— TASK DESCRIPTION —
Please tally the lines in the data below that include the string "fast", and reply with only the total.

Collected data entries:
= = = = = = =

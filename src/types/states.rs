use fxhash::FxBuildHasher;
use indexmap::{IndexMap, IndexSet};

/// A type alias for a hash map with a fast hash function.
pub type FxIndexMap<K, V> = IndexMap<K, V, FxBuildHasher>;
/// A type alias for a hash set with a fast hash function.
pub type FxIndexSet<T> = IndexSet<T, FxBuildHasher>;
/// A type alias for a set of labels, which are strings.
pub type Labels = FxIndexSet<String>;
/// A type alias for a hash map of states, where keys are variable names and values are sets of states.
pub type States = FxIndexMap<String, FxIndexSet<String>>;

= = = = = = =

— RESULT OF THIS TASK —
2